(Data records begins)

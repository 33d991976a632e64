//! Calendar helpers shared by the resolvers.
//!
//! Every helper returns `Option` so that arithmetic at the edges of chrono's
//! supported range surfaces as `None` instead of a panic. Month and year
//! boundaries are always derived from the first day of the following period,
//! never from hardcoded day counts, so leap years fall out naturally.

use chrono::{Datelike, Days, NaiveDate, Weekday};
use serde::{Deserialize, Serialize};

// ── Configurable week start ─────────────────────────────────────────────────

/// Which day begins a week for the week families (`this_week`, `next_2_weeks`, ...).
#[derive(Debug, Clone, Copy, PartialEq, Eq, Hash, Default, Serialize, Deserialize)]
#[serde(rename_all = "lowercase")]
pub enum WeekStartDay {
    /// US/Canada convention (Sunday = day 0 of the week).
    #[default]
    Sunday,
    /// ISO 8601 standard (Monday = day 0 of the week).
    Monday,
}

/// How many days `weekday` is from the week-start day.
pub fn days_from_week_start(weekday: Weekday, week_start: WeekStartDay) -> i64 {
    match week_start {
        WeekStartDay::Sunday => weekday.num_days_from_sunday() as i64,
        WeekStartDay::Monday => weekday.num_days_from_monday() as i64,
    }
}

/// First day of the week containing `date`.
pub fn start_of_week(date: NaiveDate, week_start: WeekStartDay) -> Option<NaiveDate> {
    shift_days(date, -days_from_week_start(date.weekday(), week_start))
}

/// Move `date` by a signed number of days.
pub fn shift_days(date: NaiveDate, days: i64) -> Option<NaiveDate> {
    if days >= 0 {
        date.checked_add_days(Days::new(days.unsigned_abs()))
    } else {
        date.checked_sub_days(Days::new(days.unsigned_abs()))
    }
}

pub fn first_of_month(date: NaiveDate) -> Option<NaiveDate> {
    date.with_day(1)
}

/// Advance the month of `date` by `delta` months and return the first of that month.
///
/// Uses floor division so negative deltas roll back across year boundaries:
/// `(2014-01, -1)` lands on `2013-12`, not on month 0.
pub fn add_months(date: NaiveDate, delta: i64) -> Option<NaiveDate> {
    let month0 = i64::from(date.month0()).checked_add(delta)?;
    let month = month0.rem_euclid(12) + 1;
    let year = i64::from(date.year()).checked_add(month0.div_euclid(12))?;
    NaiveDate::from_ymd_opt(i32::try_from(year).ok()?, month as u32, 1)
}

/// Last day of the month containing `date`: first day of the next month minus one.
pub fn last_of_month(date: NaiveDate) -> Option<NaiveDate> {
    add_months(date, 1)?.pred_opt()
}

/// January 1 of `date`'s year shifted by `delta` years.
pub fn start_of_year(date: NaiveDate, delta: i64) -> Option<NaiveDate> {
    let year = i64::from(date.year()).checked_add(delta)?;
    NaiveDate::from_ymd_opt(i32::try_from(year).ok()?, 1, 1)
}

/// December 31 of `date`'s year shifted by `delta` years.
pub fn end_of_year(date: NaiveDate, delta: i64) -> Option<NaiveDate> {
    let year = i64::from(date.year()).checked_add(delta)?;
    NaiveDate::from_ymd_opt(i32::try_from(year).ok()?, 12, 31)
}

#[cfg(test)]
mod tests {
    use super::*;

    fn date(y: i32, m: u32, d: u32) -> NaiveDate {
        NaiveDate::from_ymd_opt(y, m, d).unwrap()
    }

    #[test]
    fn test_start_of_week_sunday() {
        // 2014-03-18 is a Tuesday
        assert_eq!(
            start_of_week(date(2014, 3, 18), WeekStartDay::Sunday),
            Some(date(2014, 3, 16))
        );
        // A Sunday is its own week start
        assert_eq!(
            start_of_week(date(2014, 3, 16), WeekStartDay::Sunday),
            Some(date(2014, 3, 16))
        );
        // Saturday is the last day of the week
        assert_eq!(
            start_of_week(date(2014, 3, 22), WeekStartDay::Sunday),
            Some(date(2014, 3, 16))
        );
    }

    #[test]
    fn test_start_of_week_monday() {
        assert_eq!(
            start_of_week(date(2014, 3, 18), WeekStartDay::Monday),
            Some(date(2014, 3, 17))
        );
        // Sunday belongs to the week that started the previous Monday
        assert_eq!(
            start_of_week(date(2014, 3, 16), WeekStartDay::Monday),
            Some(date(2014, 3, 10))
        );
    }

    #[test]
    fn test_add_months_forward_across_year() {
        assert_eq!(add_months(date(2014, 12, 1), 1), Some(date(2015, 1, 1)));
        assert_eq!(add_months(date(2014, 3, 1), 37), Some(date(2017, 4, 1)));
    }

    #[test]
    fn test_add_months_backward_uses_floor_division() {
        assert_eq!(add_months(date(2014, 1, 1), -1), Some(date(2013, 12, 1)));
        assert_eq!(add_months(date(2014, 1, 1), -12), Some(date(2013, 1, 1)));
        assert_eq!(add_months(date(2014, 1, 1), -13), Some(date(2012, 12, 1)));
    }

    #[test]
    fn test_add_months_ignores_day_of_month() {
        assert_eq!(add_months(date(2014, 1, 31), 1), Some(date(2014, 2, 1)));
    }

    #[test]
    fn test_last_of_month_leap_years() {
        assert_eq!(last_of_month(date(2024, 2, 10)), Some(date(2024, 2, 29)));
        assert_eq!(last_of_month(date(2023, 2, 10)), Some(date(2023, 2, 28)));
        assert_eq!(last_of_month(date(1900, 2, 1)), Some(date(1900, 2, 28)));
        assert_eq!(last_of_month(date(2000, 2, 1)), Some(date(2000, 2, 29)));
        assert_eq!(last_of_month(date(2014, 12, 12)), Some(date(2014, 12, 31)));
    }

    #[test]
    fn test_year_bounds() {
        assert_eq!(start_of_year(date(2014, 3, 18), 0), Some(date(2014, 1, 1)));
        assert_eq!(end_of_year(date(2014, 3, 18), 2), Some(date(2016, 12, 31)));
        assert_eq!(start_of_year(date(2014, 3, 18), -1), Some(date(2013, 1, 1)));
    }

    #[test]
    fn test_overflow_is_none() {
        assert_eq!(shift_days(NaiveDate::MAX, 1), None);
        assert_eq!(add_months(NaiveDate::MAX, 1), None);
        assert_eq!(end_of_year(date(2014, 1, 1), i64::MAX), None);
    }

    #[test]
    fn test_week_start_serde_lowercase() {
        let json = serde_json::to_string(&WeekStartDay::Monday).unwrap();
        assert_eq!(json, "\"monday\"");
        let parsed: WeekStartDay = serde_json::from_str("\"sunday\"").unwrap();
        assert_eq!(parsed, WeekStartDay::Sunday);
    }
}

(Data records ends)
(Data records begins)

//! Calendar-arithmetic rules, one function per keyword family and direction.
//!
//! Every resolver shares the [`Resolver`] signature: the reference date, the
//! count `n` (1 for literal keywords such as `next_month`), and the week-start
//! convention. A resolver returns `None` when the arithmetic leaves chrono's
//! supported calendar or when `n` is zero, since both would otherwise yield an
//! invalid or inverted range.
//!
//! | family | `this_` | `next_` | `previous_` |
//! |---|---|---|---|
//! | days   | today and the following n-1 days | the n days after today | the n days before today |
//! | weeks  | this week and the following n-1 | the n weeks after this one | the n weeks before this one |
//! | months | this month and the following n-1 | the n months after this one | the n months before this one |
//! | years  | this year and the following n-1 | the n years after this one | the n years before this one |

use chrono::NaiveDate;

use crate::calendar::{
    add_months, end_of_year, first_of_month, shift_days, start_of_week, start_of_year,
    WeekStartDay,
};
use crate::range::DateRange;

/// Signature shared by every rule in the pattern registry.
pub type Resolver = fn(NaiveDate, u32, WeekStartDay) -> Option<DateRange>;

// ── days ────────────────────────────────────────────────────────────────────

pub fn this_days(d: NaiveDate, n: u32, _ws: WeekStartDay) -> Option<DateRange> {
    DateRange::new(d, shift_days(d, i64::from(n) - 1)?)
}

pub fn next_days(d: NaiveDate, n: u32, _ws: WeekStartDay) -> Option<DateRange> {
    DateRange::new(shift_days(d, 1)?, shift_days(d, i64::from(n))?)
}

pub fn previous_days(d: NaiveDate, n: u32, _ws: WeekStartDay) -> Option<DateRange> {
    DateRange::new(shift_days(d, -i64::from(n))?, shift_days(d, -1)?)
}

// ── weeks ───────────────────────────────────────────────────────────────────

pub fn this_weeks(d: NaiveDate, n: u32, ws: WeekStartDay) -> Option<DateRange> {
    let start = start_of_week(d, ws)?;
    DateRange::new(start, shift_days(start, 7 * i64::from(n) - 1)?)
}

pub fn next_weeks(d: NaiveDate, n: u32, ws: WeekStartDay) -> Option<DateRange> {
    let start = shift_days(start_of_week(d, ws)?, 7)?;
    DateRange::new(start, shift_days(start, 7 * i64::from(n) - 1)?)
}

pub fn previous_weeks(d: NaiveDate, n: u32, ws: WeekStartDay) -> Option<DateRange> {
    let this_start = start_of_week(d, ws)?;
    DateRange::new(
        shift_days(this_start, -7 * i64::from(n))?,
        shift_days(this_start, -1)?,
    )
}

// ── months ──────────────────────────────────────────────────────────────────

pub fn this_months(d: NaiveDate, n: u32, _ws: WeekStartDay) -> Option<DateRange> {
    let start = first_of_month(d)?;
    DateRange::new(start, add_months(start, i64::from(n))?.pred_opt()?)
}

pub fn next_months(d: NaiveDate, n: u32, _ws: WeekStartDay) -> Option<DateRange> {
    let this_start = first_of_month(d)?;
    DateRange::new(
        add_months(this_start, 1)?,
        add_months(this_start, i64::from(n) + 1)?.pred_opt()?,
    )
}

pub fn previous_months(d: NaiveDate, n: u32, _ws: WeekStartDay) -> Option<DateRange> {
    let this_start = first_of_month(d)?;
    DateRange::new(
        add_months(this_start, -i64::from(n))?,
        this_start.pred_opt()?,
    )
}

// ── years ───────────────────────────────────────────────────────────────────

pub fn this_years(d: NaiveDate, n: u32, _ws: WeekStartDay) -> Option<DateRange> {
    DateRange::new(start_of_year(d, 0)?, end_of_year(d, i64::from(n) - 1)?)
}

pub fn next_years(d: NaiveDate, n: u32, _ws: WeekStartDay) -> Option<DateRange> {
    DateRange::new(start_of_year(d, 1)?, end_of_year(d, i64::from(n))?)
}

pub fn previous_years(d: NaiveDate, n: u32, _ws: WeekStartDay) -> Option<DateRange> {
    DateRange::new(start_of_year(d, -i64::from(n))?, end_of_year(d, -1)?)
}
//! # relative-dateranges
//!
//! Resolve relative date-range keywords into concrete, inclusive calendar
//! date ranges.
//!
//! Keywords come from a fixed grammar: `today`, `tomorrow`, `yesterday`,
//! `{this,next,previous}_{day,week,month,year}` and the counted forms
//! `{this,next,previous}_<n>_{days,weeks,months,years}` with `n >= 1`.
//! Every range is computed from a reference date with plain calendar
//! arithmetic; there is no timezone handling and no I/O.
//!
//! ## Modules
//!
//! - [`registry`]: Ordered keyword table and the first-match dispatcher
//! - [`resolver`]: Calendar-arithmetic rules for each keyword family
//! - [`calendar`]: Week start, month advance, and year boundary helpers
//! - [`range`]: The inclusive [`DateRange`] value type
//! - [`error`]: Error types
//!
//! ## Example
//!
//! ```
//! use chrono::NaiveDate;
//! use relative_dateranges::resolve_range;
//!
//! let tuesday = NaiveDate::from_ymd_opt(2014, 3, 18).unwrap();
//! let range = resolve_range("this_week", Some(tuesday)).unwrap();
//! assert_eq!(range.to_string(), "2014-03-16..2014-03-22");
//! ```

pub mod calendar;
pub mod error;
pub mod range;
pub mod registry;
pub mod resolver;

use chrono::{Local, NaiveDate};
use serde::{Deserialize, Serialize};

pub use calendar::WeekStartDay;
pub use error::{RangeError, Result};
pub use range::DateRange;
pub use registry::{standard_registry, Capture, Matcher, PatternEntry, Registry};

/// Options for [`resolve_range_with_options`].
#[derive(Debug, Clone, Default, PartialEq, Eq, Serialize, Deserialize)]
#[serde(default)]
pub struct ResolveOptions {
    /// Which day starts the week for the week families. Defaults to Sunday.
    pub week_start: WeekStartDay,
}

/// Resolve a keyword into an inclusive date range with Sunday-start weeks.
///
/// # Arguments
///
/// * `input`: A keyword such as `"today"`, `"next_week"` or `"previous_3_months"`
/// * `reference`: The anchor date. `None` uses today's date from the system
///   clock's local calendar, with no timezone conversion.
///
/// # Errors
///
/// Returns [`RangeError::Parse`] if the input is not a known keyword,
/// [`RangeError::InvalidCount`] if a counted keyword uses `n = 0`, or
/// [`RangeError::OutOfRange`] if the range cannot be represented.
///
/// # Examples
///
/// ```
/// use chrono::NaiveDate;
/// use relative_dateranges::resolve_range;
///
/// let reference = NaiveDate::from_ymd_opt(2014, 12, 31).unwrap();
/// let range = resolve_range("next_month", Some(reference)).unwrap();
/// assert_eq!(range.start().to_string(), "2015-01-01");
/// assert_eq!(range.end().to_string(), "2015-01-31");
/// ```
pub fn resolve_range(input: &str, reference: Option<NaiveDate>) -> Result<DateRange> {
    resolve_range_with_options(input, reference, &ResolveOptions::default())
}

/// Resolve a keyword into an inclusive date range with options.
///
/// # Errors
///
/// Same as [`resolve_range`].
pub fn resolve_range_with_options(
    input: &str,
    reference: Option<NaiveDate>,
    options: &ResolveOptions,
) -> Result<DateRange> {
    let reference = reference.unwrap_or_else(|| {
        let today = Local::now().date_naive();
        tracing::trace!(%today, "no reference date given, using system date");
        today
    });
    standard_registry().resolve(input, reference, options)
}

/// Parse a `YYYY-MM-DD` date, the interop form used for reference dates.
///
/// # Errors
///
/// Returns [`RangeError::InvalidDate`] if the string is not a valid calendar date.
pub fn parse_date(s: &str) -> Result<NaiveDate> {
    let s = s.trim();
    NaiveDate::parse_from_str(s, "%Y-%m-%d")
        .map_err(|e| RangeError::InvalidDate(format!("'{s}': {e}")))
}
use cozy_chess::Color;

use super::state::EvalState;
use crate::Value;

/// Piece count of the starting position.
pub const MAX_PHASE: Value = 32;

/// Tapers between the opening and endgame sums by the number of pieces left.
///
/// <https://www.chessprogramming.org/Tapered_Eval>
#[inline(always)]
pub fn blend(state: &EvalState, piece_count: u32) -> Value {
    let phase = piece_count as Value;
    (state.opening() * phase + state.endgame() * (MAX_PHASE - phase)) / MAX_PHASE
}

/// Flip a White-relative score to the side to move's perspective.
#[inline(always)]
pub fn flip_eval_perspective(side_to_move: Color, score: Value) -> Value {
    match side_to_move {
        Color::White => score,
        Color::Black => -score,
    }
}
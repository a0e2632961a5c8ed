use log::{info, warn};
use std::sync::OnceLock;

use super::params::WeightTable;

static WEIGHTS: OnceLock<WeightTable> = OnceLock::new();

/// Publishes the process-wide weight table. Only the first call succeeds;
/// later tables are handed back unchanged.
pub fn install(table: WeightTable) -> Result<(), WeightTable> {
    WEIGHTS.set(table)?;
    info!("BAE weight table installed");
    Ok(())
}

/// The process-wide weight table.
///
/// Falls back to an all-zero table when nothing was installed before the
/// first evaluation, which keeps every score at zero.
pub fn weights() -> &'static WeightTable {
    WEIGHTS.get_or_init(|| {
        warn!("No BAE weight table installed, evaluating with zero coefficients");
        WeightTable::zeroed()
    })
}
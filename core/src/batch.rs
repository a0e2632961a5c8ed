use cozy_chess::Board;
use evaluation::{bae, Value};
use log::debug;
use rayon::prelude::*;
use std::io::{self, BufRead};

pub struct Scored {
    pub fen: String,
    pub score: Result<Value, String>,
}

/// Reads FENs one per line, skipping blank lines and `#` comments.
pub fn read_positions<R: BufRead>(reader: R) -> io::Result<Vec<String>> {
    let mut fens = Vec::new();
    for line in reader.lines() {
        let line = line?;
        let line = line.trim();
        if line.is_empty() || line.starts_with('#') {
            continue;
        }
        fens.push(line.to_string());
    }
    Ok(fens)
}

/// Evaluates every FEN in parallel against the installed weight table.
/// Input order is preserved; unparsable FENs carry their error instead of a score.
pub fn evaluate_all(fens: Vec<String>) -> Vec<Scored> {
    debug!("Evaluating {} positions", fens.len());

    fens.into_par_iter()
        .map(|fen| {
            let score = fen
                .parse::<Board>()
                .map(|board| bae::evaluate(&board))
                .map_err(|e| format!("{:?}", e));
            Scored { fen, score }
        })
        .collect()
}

(Data records ends)

**Task brief:** The count of lines in the records above holding the word "PartialEq" should be reported as a number, with nothing added.

**Written solution:** 2